Nanoparticle washout
An important question after loading arteries with msIONPs is whether the particles can be washed out of the tissue prior to further testing or use. The high sensitivity of magnetic resonance imaging (MRI) to the presence of IONPs makes it ideal for detecting the presence of remaining msIONPs post-washout. Gradient Echo (GRE) imaging sequences are known to be sensitive to low concentrations (< 0.1 mg Fe/mL) of IONPs (25). At concentrations above 0.01 mg Fe/mL, IONPs produce negative contrast in GRE through signal voids that make it impossible to obtain iron quantification. However, Swept Imaging with Fourier Transform (SWIFT) MRI has recently been demonstrated to quantify IONP concentrations up to 3.0 mg Fe/mL (19, 25). The combination of GRE and SWIFT imaging is therefore ideal to assess the uptake of IONPs during incubation with msIONPs and post wash-out.
Fig. 6 displays a comparison experiment with a porcine artery loaded with 1.0 mg Fe/mL msIONPs and a control artery without msIONPs, exposed to full strength VS55 at room temperature. At 4 h and 24 h, we observed msIONPs within the lumen of the loaded artery as negative and positive contrast for GRE and SWIFT images, respectively. In the post-washout images, a loss of this contrast within the previously loaded arteries was observed. Furthermore, there was no visible difference in the SWIFT R1 of the artery wall in the 4 h and 24 h time steps and post-washout images.
Biomechanical assessment
Stress-strain curves were acquired to examine the impact of nanowarming on tissue biomechanics (Fig. 7A). A representative stress-strain curve is shown in Fig. 7B. Once nanowarmed, the tissue’s biomechanical parameters remained unchanged from fast convective warming (1 mL) and control, while the slow warmed samples showed a lower elastic modulus, toe region and longer initial length (Fig. 7C, table S3 and table S4). No statistically significant weight gain or loss was measured from any of the treatments (fig. S10). We noted a reduction in biomechanical parameters for slow warmed samples that corresponded with structural change and possible delamination as shown in the histology (Fig. 5B slow warmed).
Discussion
Cryopreservation is one of the few technologies for long-term storage of biomaterials (8–10). Of the cryopreservation approaches available, vitrification is an increasingly attractive approach that allows ice-free storage of biomaterials, potentially indefinitely. Vitrification has successfully preserved embryos, oocytes and stem cells (11–13). Unfortunately, at the tissue level, rates of cooling and warming in excess of 10 and 80 °C/min, respectively, are only feasible in volumes ≤ 3 mL at vitrification solution concentrations of 6 to 8 M, as reported by others (24) and shown in table S2. In short, convective cooling of VS55 can achieve vitrification in volumes larger than 1 mL; however, only fast convective warming of ≤ 3 mL VS55 vials is predicted to be successful without failure. Thus, while we can vitrify and occasionally rewarm roughly 15 g rabbit kidneys (17), and we can physically vitrify and rewarm in 80 mL systems, we do not have the technology to reproducibly rewarm these systems at sufficiently quick and uniform rates to avoid failure by devitrification and/or cracking using convection alone.

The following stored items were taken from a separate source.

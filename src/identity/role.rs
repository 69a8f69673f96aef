use std::fmt::{Display, Formatter};
use std::str::FromStr;

use serde::{Deserialize, Serialize};

/// Backend-assigned permission level. Variants are declared in rank order so the derived
/// `Ord` is the hierarchy: `Admin > Instructor > User > None`.
#[derive(Debug, Clone, Copy, PartialEq, Eq, PartialOrd, Ord, Hash, Serialize, Deserialize)]
#[serde(rename_all = "lowercase")]
pub enum Role {
    None,
    User,
    Instructor,
    Admin,
}

impl Role {
    pub const ALL: [Role; 4] = [Role::None, Role::User, Role::Instructor, Role::Admin];

    pub fn rank(self) -> u8 {
        match self {
            Role::None => 0,
            Role::User => 1,
            Role::Instructor => 2,
            Role::Admin => 3,
        }
    }

    pub fn as_str(self) -> &'static str {
        match self {
            Role::None => "none",
            Role::User => "user",
            Role::Instructor => "instructor",
            Role::Admin => "admin",
        }
    }
}

/// Whether a caller holding `actual` passes a check for `required`.
/// An unknown role (`None`) never passes, whatever is required.
pub fn satisfies(actual: Option<Role>, required: Role) -> bool {
    match actual {
        Some(r) => r.rank() >= required.rank(),
        None => false,
    }
}

impl Display for Role {
    fn fmt(&self, f: &mut Formatter<'_>) -> std::fmt::Result {
        f.write_str(self.as_str())
    }
}

#[derive(Debug, Clone, PartialEq, Eq, thiserror::Error)]
#[error("unknown role '{0}'")]
pub struct UnknownRole(pub String);

impl FromStr for Role {
    type Err = UnknownRole;

    fn from_str(s: &str) -> Result<Self, Self::Err> {
        match s.trim().to_ascii_lowercase().as_str() {
            "none" => Ok(Role::None),
            "user" => Ok(Role::User),
            "instructor" => Ok(Role::Instructor),
            "admin" => Ok(Role::Admin),
            _ => Err(UnknownRole(s.to_string())),
        }
    }
}

#[cfg(test)]
mod tests {
    use super::*;

    #[test]
    fn hierarchy_is_linear() {
        assert!(satisfies(Some(Role::Admin), Role::Instructor));
        assert!(satisfies(Some(Role::Admin), Role::User));
        assert!(satisfies(Some(Role::Instructor), Role::User));
        assert!(satisfies(Some(Role::User), Role::User));
        assert!(!satisfies(Some(Role::User), Role::Instructor));
        assert!(!satisfies(Some(Role::Instructor), Role::Admin));
        assert!(!satisfies(Some(Role::None), Role::User));
        assert!(Role::Admin > Role::Instructor && Role::Instructor > Role::User && Role::User > Role::None);
    }

    #[test]
    fn admin_satisfies_every_requirement() {
        for r in Role::ALL {
            assert!(satisfies(Some(Role::Admin), r), "admin should satisfy {r}");
        }
    }

    #[test]
    fn unknown_role_fails_closed() {
        for r in Role::ALL {
            assert!(!satisfies(None, r));
        }
    }

    #[test]
    fn parses_backend_strings() {
        assert_eq!("admin".parse::<Role>().unwrap(), Role::Admin);
        assert_eq!(" Instructor ".parse::<Role>().unwrap(), Role::Instructor);
        assert!("superuser".parse::<Role>().is_err());
        let r: Role = serde_json::from_str("\"user\"").unwrap();
        assert_eq!(r, Role::User);
    }
}
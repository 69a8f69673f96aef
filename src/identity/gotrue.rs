//! Identity provider backed by a hosted GoTrue-compatible auth service.
//! The session is kept in memory and, when a session file is configured, persisted as
//! JSON so the next run can restore it.

use std::path::{Path, PathBuf};

use async_trait::async_trait;
use chrono::{DateTime, Duration, TimeZone, Utc};
use parking_lot::RwLock;
use reqwest::{StatusCode, Url};
use serde::Deserialize;
use tokio::sync::broadcast;
use tracing::{debug, info, warn};

use super::principal::Identity;
use super::provider::{AuthChange, IdentityProvider, AUTH_EVENT_CAPACITY};
use super::session::Session;
use crate::config::{join_endpoint, PortalConfig};
use crate::error::{AuthError, AuthResult};

#[derive(Debug, Deserialize)]
struct TokenResponse {
    access_token: String,
    #[serde(default)]
    refresh_token: Option<String>,
    #[serde(default)]
    expires_in: Option<i64>,
    #[serde(default)]
    expires_at: Option<i64>,
    user: UserPayload,
}

#[derive(Debug, Deserialize)]
struct UserPayload {
    id: String,
    #[serde(default)]
    email: Option<String>,
}

#[derive(Debug, Default, Deserialize)]
struct ErrorPayload {
    #[serde(default)]
    error_description: Option<String>,
    #[serde(default)]
    msg: Option<String>,
    #[serde(default)]
    message: Option<String>,
    #[serde(default)]
    error: Option<String>,
}

impl ErrorPayload {
    fn text(self) -> Option<String> {
        self.error_description.or(self.msg).or(self.message).or(self.error)
    }
}

#[derive(Debug, Clone, Copy, PartialEq, Eq)]
enum Grant {
    Password,
    RefreshToken,
}

impl Grant {
    fn as_str(self) -> &'static str {
        match self {
            Grant::Password => "password",
            Grant::RefreshToken => "refresh_token",
        }
    }
}

pub struct GoTrueProvider {
    base: Url,
    anon_key: String,
    client: reqwest::Client,
    session_file: Option<PathBuf>,
    current: RwLock<Option<Session>>,
    tx: broadcast::Sender<AuthChange>,
}

impl GoTrueProvider {
    pub fn new(cfg: &PortalConfig) -> anyhow::Result<Self> {
        let client = reqwest::Client::builder().timeout(cfg.http_timeout).build()?;
        let (tx, _rx) = broadcast::channel(AUTH_EVENT_CAPACITY);
        Ok(Self {
            base: cfg.auth_url.clone(),
            anon_key: cfg.anon_key.clone(),
            client,
            session_file: cfg.session_file.clone(),
            current: RwLock::new(None),
            tx,
        })
    }

    fn endpoint(&self, path: &str) -> Url { join_endpoint(&self.base, path) }

    async fn token_request(&self, grant: Grant, body: serde_json::Value) -> AuthResult<Session> {
        let url = self.endpoint("/auth/v1/token");
        let resp = self.client
            .post(url)
            .query(&[("grant_type", grant.as_str())])
            .header("apikey", &self.anon_key)
            .json(&body)
            .send()
            .await?;
        let status = resp.status();
        if !status.is_success() {
            let detail = resp.json::<ErrorPayload>().await.unwrap_or_default().text();
            let rejected = matches!(status, StatusCode::BAD_REQUEST | StatusCode::UNAUTHORIZED | StatusCode::UNPROCESSABLE_ENTITY);
            return Err(match (grant, rejected) {
                (Grant::Password, true) => AuthError::invalid_credentials(detail.unwrap_or_else(|| "Invalid login credentials".to_string())),
                _ => AuthError::provider(detail.unwrap_or_else(|| format!("auth service error: HTTP {}", status.as_u16()))),
            });
        }
        let tr: TokenResponse = resp.json().await?;
        Ok(session_from(tr, Utc::now()))
    }

    /// Exchange the refresh token for a new session and announce it.
    pub async fn refresh_session(&self) -> AuthResult<Session> {
        let current = self.current.read().clone();
        let Some(refresh) = current.and_then(|s| s.refresh_token) else {
            return Err(AuthError::provider("no refresh token available"));
        };
        let s = self.refresh_with(&refresh).await?;
        self.tx.send(AuthChange::TokenRefreshed(s.clone())).ok();
        Ok(s)
    }

    async fn refresh_with(&self, refresh_token: &str) -> AuthResult<Session> {
        let s = self.token_request(Grant::RefreshToken, serde_json::json!({ "refresh_token": refresh_token })).await?;
        self.store(Some(&s));
        debug!(target: "dojo::auth", "refreshed session for {}", s.identity.id);
        Ok(s)
    }

    fn store(&self, s: Option<&Session>) {
        *self.current.write() = s.cloned();
        if let Some(path) = &self.session_file {
            match s {
                Some(s) => write_session_file(path, s),
                None => remove_session_file(path),
            }
        }
    }
}

fn session_from(tr: TokenResponse, now: DateTime<Utc>) -> Session {
    let expires_at = tr.expires_at
        .and_then(|secs| Utc.timestamp_opt(secs, 0).single())
        .or_else(|| tr.expires_in.map(|secs| now + Duration::seconds(secs)));
    Session {
        identity: Identity::new(tr.user.id, tr.user.email),
        access_token: tr.access_token,
        refresh_token: tr.refresh_token,
        expires_at,
    }
}

fn read_session_file(path: &Path) -> Option<Session> {
    let text = std::fs::read_to_string(path).ok()?;
    match serde_json::from_str::<Session>(&text) {
        Ok(s) => Some(s),
        Err(e) => {
            warn!(target: "dojo::auth", "ignoring unreadable session file {}: {}", path.display(), e);
            None
        }
    }
}

fn write_session_file(path: &Path, s: &Session) {
    // Best-effort: a read-only location only costs the next restore.
    if let Some(dir) = path.parent() { std::fs::create_dir_all(dir).ok(); }
    match serde_json::to_string_pretty(s) {
        Ok(text) => {
            if let Err(e) = std::fs::write(path, text) {
                warn!(target: "dojo::auth", "could not persist session to {}: {}", path.display(), e);
            }
        }
        Err(e) => warn!(target: "dojo::auth", "could not encode session: {}", e),
    }
}

fn remove_session_file(path: &Path) {
    if path.exists() {
        if let Err(e) = std::fs::remove_file(path) {
            warn!(target: "dojo::auth", "could not remove session file {}: {}", path.display(), e);
        }
    }
}

#[async_trait]
impl IdentityProvider for GoTrueProvider {
    async fn get_session(&self) -> AuthResult<Option<Session>> {
        let cached = self.current.read().clone();
        let candidate = match cached {
            Some(s) => Some(s),
            None => self.session_file.as_deref().and_then(read_session_file),
        };
        let Some(s) = candidate else { return Ok(None) };
        if !s.is_expired() {
            *self.current.write() = Some(s.clone());
            return Ok(Some(s));
        }
        let Some(refresh) = s.refresh_token.clone() else {
            self.store(None);
            return Ok(None);
        };
        match self.refresh_with(&refresh).await {
            Ok(fresh) => Ok(Some(fresh)),
            Err(e) => {
                info!(target: "dojo::auth", "stored session expired and could not be refreshed: {}", e);
                self.store(None);
                Ok(None)
            }
        }
    }

    fn current_session(&self) -> Option<Session> { self.current.read().clone() }

    fn subscribe(&self) -> broadcast::Receiver<AuthChange> { self.tx.subscribe() }

    async fn sign_in_with_password(&self, email: &str, password: &str) -> AuthResult<Session> {
        let s = self.token_request(Grant::Password, serde_json::json!({ "email": email, "password": password })).await?;
        self.store(Some(&s));
        self.tx.send(AuthChange::SignedIn(s.clone())).ok();
        Ok(s)
    }

    async fn sign_out(&self) -> AuthResult<()> {
        let current = self.current.read().clone();
        if let Some(s) = current {
            let url = self.endpoint("/auth/v1/logout");
            let resp = self.client
                .post(url)
                .header("apikey", &self.anon_key)
                .bearer_auth(&s.access_token)
                .send()
                .await?;
            let status = resp.status();
            if !status.is_success() {
                let detail = resp.json::<ErrorPayload>().await.unwrap_or_default().text();
                return Err(AuthError::provider(detail.unwrap_or_else(|| format!("sign-out failed: HTTP {}", status.as_u16()))));
            }
        }
        self.store(None);
        self.tx.send(AuthChange::SignedOut).ok();
        Ok(())
    }
}

#[cfg(test)]
mod tests {
    use super::*;

    fn token(expires_in: Option<i64>, expires_at: Option<i64>) -> TokenResponse {
        TokenResponse {
            access_token: "a".into(),
            refresh_token: Some("r".into()),
            expires_in,
            expires_at,
            user: UserPayload { id: "u1".into(), email: Some("a@dojo.test".into()) },
        }
    }

    #[test]
    fn expiry_prefers_absolute_timestamp() {
        let now = Utc.timestamp_opt(1_700_000_000, 0).single().unwrap();
        let s = session_from(token(Some(3600), Some(1_700_000_100)), now);
        assert_eq!(s.expires_at.unwrap().timestamp(), 1_700_000_100);
        let s = session_from(token(Some(3600), None), now);
        assert_eq!(s.expires_at.unwrap().timestamp(), 1_700_003_600);
        let s = session_from(token(None, None), now);
        assert!(s.expires_at.is_none());
    }

    #[test]
    fn error_payload_prefers_description() {
        let p: ErrorPayload = serde_json::from_str(r#"{"error":"invalid_grant","error_description":"Invalid login credentials"}"#).unwrap();
        assert_eq!(p.text().as_deref(), Some("Invalid login credentials"));
        let p: ErrorPayload = serde_json::from_str(r#"{"msg":"Email not confirmed"}"#).unwrap();
        assert_eq!(p.text().as_deref(), Some("Email not confirmed"));
    }

    #[test]
    fn session_file_roundtrip_and_removal() {
        let dir = tempfile::tempdir().unwrap();
        let path = dir.path().join("nested").join("session.json");
        let now = Utc::now();
        let s = session_from(token(Some(60), None), now);
        write_session_file(&path, &s);
        assert_eq!(read_session_file(&path), Some(s));
        remove_session_file(&path);
        assert!(!path.exists());
        assert!(read_session_file(&path).is_none());
    }
}
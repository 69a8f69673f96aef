//! Root auth service: owns the session store and role resolver, wires identity changes
//! to role fetches, and hands the gate a consistent snapshot.

use std::sync::Arc;

use tokio::sync::broadcast::error::RecvError;
use tracing::{debug, error, warn};

use super::gate::{decide, AccessState, Decision, Requirement};
use super::principal::Identity;
use super::provider::{AuthChange, IdentityProvider};
use super::resolver::{FetchTicket, RoleBackend, RoleResolver};
use super::role::Role;
use super::session::{ChangeCause, Session, SessionChange, SessionStore};
use super::subscription::Subscription;
use crate::error::{AuthResult, RoleFetchError};

pub struct AuthContext {
    store: Arc<SessionStore>,
    resolver: Arc<RoleResolver>,
    _role_hook: Subscription,
}

impl AuthContext {
    pub fn new(provider: Arc<dyn IdentityProvider>, backend: Arc<dyn RoleBackend>) -> Arc<Self> {
        let store = Arc::new(SessionStore::new(provider));
        let resolver = Arc::new(RoleResolver::new(backend));
        let hook = {
            let resolver = resolver.clone();
            store.subscribe(move |change| on_session_change(&resolver, change))
        };
        Arc::new(Self { store, resolver, _role_hook: hook })
    }

    pub fn store(&self) -> &Arc<SessionStore> { &self.store }
    pub fn resolver(&self) -> &Arc<RoleResolver> { &self.resolver }

    /// Listen to provider events and restore any persisted session. The returned
    /// subscription stops the event pump; release it when the consumer goes away.
    pub async fn start(&self) -> AuthResult<Subscription> {
        let provider = self.store.provider().clone();
        let mut rx = provider.subscribe();
        let store = self.store.clone();
        let pump = tokio::spawn(async move {
            loop {
                match rx.recv().await {
                    Ok(change) => { store.apply_event(change); }
                    Err(RecvError::Lagged(n)) => {
                        warn!(target: "dojo::session", "missed {} auth events; resyncing from provider", n);
                        let change = match provider.current_session() {
                            Some(s) => AuthChange::SignedIn(s),
                            None => AuthChange::SignedOut,
                        };
                        store.apply_event(change);
                    }
                    Err(RecvError::Closed) => {
                        debug!(target: "dojo::session", "auth event stream closed");
                        break;
                    }
                }
            }
        });
        let abort = pump.abort_handle();
        self.store.initialize().await?;
        Ok(Subscription::new(move || abort.abort()))
    }

    /// Snapshot for the gate. A role is only reported for the identity it was fetched
    /// for; until the fetch for the current identity has been issued the role reads as
    /// still loading.
    pub fn state(&self) -> AccessState {
        let session_loading = self.store.is_loading();
        let identity = self.store.identity();
        let role = self.resolver.state();
        match identity {
            None => AccessState { session_loading, identity: None, role_loading: false, role: None },
            Some(id) if role.subject.as_deref() == Some(id.id.as_str()) => AccessState {
                session_loading,
                identity: Some(id),
                role_loading: role.loading,
                role: if role.loading { None } else { role.role },
            },
            Some(id) => AccessState { session_loading, identity: Some(id), role_loading: true, role: None },
        }
    }

    pub fn session(&self) -> Option<Session> { self.store.session() }
    pub fn identity(&self) -> Option<Identity> { self.store.identity() }
    pub fn role(&self) -> Option<Role> { self.state().role }

    pub fn guard(&self, required: Requirement) -> Decision { decide(&self.state(), required) }

    pub async fn sign_in(&self, email: &str, password: &str) -> AuthResult<Session> {
        self.store.sign_in(email, password).await
    }

    /// Sign out. If the provider refuses, the session stays but its role is dropped so
    /// privileged views close anyway.
    pub async fn sign_out(&self) -> AuthResult<()> {
        match self.store.sign_out().await {
            Ok(()) => Ok(()),
            Err(e) => {
                warn!(target: "dojo::auth", "sign-out failed ({}); dropping role, keeping session", e.code_str());
                self.resolver.revoke_role();
                Err(e)
            }
        }
    }

    pub async fn refetch_role(&self) -> Option<Role> {
        let current = self.store.session();
        self.resolver.refetch_role(current.as_ref()).await
    }

    /// Wait until the role for the current identity is no longer loading.
    pub async fn role_settled(&self) -> Option<Role> {
        let mut rx = self.resolver.watch();
        loop {
            let st = self.state();
            if !st.session_loading && !st.role_loading { return st.role; }
            if rx.changed().await.is_err() { return self.state().role; }
        }
    }

    pub fn subscribe<F>(&self, on_change: F) -> Subscription
    where
        F: Fn(&SessionChange) + Send + Sync + 'static,
    {
        self.store.subscribe(on_change)
    }
}

fn on_session_change(resolver: &Arc<RoleResolver>, change: &SessionChange) {
    match &change.current {
        None => resolver.clear_role(),
        Some(s) => {
            // Only a token rotation for the identity whose role is already known skips the fetch.
            let known = resolver.state().subject.as_deref() == Some(s.identity.id.as_str());
            let rotation = change.cause == ChangeCause::TokenRefreshed && !change.identity_changed();
            if !(rotation && known) {
                let ticket = resolver.begin(&s.identity);
                spawn_fetch(resolver.clone(), ticket, s.clone());
            }
        }
    }
}

fn spawn_fetch(resolver: Arc<RoleResolver>, ticket: FetchTicket, session: Session) {
    match tokio::runtime::Handle::try_current() {
        Ok(rt) => {
            rt.spawn(async move {
                resolver.run(ticket, &session).await;
            });
        }
        Err(_) => {
            error!(target: "dojo::role", "no async runtime to fetch role for {}", ticket.subject());
            resolver.complete(ticket, Err(RoleFetchError::Network("no async runtime".into())));
        }
    }
}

The nanowarming technology demonstrated here couples inductive low RF alternating magnetic fields with biocompatible msIONPs to create sufficient heating within 1 to 80 mL samples to uniformly exceed the CWR in VS55 systems. Specifically, nanowarming allows alternating magnetic fields to uniformly penetrate tissues with negligible attenuation and specific coupling to msIONPs deployed within the vitrification solution as previously demonstrated in a purely physical study (3). This differs from previous attempts to rewarm bulk tissues with RF electric field warming where coupling of the electric fields to the tissue with variable di-electric properties can lead to hot spots and thermal runaway (3). Fortunately, recent advances in production of biocompatible msIONPs with robust SAR in complex electrolyte solutions, protein media and biological tissues (19), along with the availability of larger inductive RF systems (27), now allows nanowarming to move from physical (1 mL) (3) to biological and functional demonstration in 1 to 50 mL volumes. Indeed, we have now demonstrated the benefits of nanowarming on numerous biological systems including HDF cells, porcine carotid arteries, porcine heart valves, and porcine femoral arteries in 1 mL and 50 mL systems. We have also demonstrated physical scale up to 50 and 80 mL systems.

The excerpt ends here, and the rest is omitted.